Clifford Hierarchy Stabilizer Codes: Transversal Non-Clifford Gates and Magic

Ryohei Kobayashi, Guanyu Zhu, Po-Shen Hsin

Year
2025
Journal
arXiv preprint
DOI
arXiv:2511.02900
arXiv
2511.02900

A fundamental problem in fault-tolerant quantum computation is the tradeoff between universality and dimensionality, exemplified by the the Bravyi-König bound for $n$-dimensional topological stabilizer codes. In this work, we extend topological Pauli stabilizer codes to a broad class of $n$-dimensional Clifford hierarchy stabilizer codes. These codes correspond to the $(n+1)$D Dijkgraaf-Witten gauge theories with non-Abelian topological order. We construct transversal non-Clifford gates through automorphism symmetries represented by cup products. In 2D, we obtain the first transversal non-Clifford logical gates including T and CS for Clifford stabilizer codes, using the automorphism of the twisted $\mathbb{Z}_2^3$ gauge theory (equivalent to $\mathbb{D}_4$ topological order). We also combine it with the just-in-time decoder to fault-tolerantly prepare the logical T magic state in $O(d)$ rounds via code switching. In 3D, we construct a transversal logical $\sqrt{\text{T}}$ gate in a non-Clifford stabilizer code at the third level of the Clifford hierarchy, located on a tetrahedron corresponding to a twisted $\mathbb{Z}_2^4$ gauge theory.
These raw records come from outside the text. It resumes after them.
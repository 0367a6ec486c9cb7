//! # Stanza Disk Cache

use std::{
    fs,
    path::{Path, PathBuf},
};

use anyhow::Context;
use downloader::{Download, Downloader};

use crate::{STANZA_CACHE_CONFIG, path_utils};

/// Options for [`StanzaDiskCache`].
#[derive(Clone, Default, Debug)]
pub struct StanzaDiskCacheOptions {
    /// Optional path to the cache directory.
    pub cache_dir: Option<PathBuf>,

    /// Optional path to the data directory.
    pub data_dir: Option<PathBuf>,

    /// Optional [`Downloader`] builder.
    pub downloader: Option<fn() -> Downloader>,
}

impl StanzaDiskCacheOptions {
    /// Set the cache directory.
    pub fn with_cache_dir<P: AsRef<Path>>(
        mut self,
        cache_dir: Option<P>,
    ) -> Self {
        self.cache_dir = cache_dir.map(|p| p.as_ref().to_path_buf());
        self
    }

    /// Set the data directory.
    pub fn with_data_dir<P: AsRef<Path>>(
        mut self,
        data_dir: Option<P>,
    ) -> Self {
        self.data_dir = data_dir.map(|p| p.as_ref().to_path_buf());
        self
    }

    /// Set the downloader builder.
    pub fn with_downloader(
        mut self,
        downloader: Option<fn() -> Downloader>,
    ) -> Self {
        self.downloader = downloader;
        self
    }
}

/// Disk cache for pretrained embedding files.
///
/// The data directory holds files a user placed by hand (or that a previous
/// run downloaded there); the cache directory holds downloads keyed by URL
/// file name. Both are resolved through
/// [`PathResolver`](crate::path_resolver::PathResolver), honoring the
/// ``STANZA_DATA_DIR`` / ``STANZA_CACHE_DIR`` overrides.
pub struct StanzaDiskCache {
    cache_dir: PathBuf,
    data_dir: PathBuf,

    /// Connection pool for downloading files.
    downloader: Downloader,
}

impl StanzaDiskCache {
    /// Construct a new [`StanzaDiskCache`].
    pub fn new(options: StanzaDiskCacheOptions) -> anyhow::Result<Self> {
        let cache_dir = STANZA_CACHE_CONFIG
            .resolve_cache_dir(options.cache_dir)
            .context("failed to resolve cache directory")?;

        let data_dir = STANZA_CACHE_CONFIG
            .resolve_data_dir(options.data_dir)
            .context("failed to resolve data directory")?;

        let downloader = match options.downloader {
            Some(builder) => builder(),
            None => Downloader::builder().build()?,
        };

        Ok(Self {
            cache_dir,
            data_dir,
            downloader,
        })
    }

    /// Get the cache directory.
    pub fn cache_dir(&self) -> &Path {
        &self.cache_dir
    }

    /// Get the data directory.
    pub fn data_dir(&self) -> &Path {
        &self.data_dir
    }

    /// Get the cache path for `file` under the `context` dirs.
    ///
    /// Does not check that the path exists, or create any directories.
    pub fn cache_path<C, F>(
        &self,
        context: &[C],
        file: F,
    ) -> PathBuf
    where
        C: AsRef<Path>,
        F: AsRef<Path>,
    {
        path_utils::extend_path(&self.cache_dir, context, file)
    }

    /// Get the data path for `file` under the `context` dirs.
    ///
    /// Does not check that the path exists, or create any directories.
    pub fn data_path<C, F>(
        &self,
        context: &[C],
        file: F,
    ) -> PathBuf
    where
        C: AsRef<Path>,
        F: AsRef<Path>,
    {
        path_utils::extend_path(&self.data_dir, context, file)
    }

    fn fetch(
        &mut self,
        path: &Path,
        urls: &[&str],
    ) -> anyhow::Result<()> {
        if let Some(parent) = path.parent() {
            fs::create_dir_all(parent)
                .with_context(|| format!("failed to create {}", parent.display()))?;
        }

        let mut dl = Download::new_mirrored(urls);
        dl.file_name = path.to_path_buf();

        for summary in self.downloader.download(&[dl])? {
            if let Err(err) = summary {
                anyhow::bail!("failed to download {}: {err}", path.display());
            }
        }
        Ok(())
    }

    /// Load a cached download, fetching it when missing.
    ///
    /// The cached file is named after the final segment of the first URL.
    ///
    /// ## Arguments
    /// * `context` - dirs between the cache dir and the file.
    /// * `urls` - mirror URLs for the same file; tried in order.
    /// * `download` - may the file be fetched if it is not cached?
    ///
    /// ## Returns
    /// The cached path; or an error if the file is missing and `download`
    /// is false, or the download fails.
    pub fn load_cached_path<C, S>(
        &mut self,
        context: &[C],
        urls: &[S],
        download: bool,
    ) -> anyhow::Result<PathBuf>
    where
        C: AsRef<Path>,
        S: AsRef<str>,
    {
        let urls: Vec<&str> = urls.iter().map(|s| s.as_ref()).collect();
        let file_name = urls
            .first()
            .and_then(|url| path_utils::url_file_name(url))
            .context("no url with a file name to cache")?;
        let path = self.cache_path(context, file_name);

        if path.exists() {
            return Ok(path);
        }
        if !download {
            anyhow::bail!("cached file not found: {}", path.display());
        }

        self.fetch(&path, &urls)?;
        Ok(path)
    }

    /// Load a data file, fetching it into the data directory when missing.
    ///
    /// ## Arguments
    /// * `context` - dirs between the data dir and the file.
    /// * `file` - the file name.
    /// * `urls` - mirror URLs; may be empty when the file must already exist.
    /// * `download` - may the file be fetched if it is missing?
    ///
    /// ## Returns
    /// The data path; or an error naming the missing path when it does not
    /// exist and cannot be fetched.
    pub fn load_data_path<C, F, S>(
        &mut self,
        context: &[C],
        file: F,
        urls: &[S],
        download: bool,
    ) -> anyhow::Result<PathBuf>
    where
        C: AsRef<Path>,
        F: AsRef<Path>,
        S: AsRef<str>,
    {
        let path = self.data_path(context, file);
        if path.exists() {
            return Ok(path);
        }
        if urls.is_empty() {
            anyhow::bail!(
                "could not locate data {}, and no url was given",
                path.display()
            );
        }
        if !download {
            anyhow::bail!("data file not found: {}", path.display());
        }

        let urls: Vec<&str> = urls.iter().map(|s| s.as_ref()).collect();
        self.fetch(&path, &urls)?;
        Ok(path)
    }
}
Due to the potential single-shot code-switching properties of these codes, one could achieve the 4th level of Clifford hierarchy with an $O(d^3)$ space-time overhead, avoiding the tradeoff observed in 2D. We propose a conjecture extending the Bravyi-König bound to Clifford hierarchy stabilizer codes, with our explicit constructions surpassing the Bravyi-König bound for achieving the logical gates in the $(n+1)$-th level of Clifford hierarchy in $n$ spatial dimension.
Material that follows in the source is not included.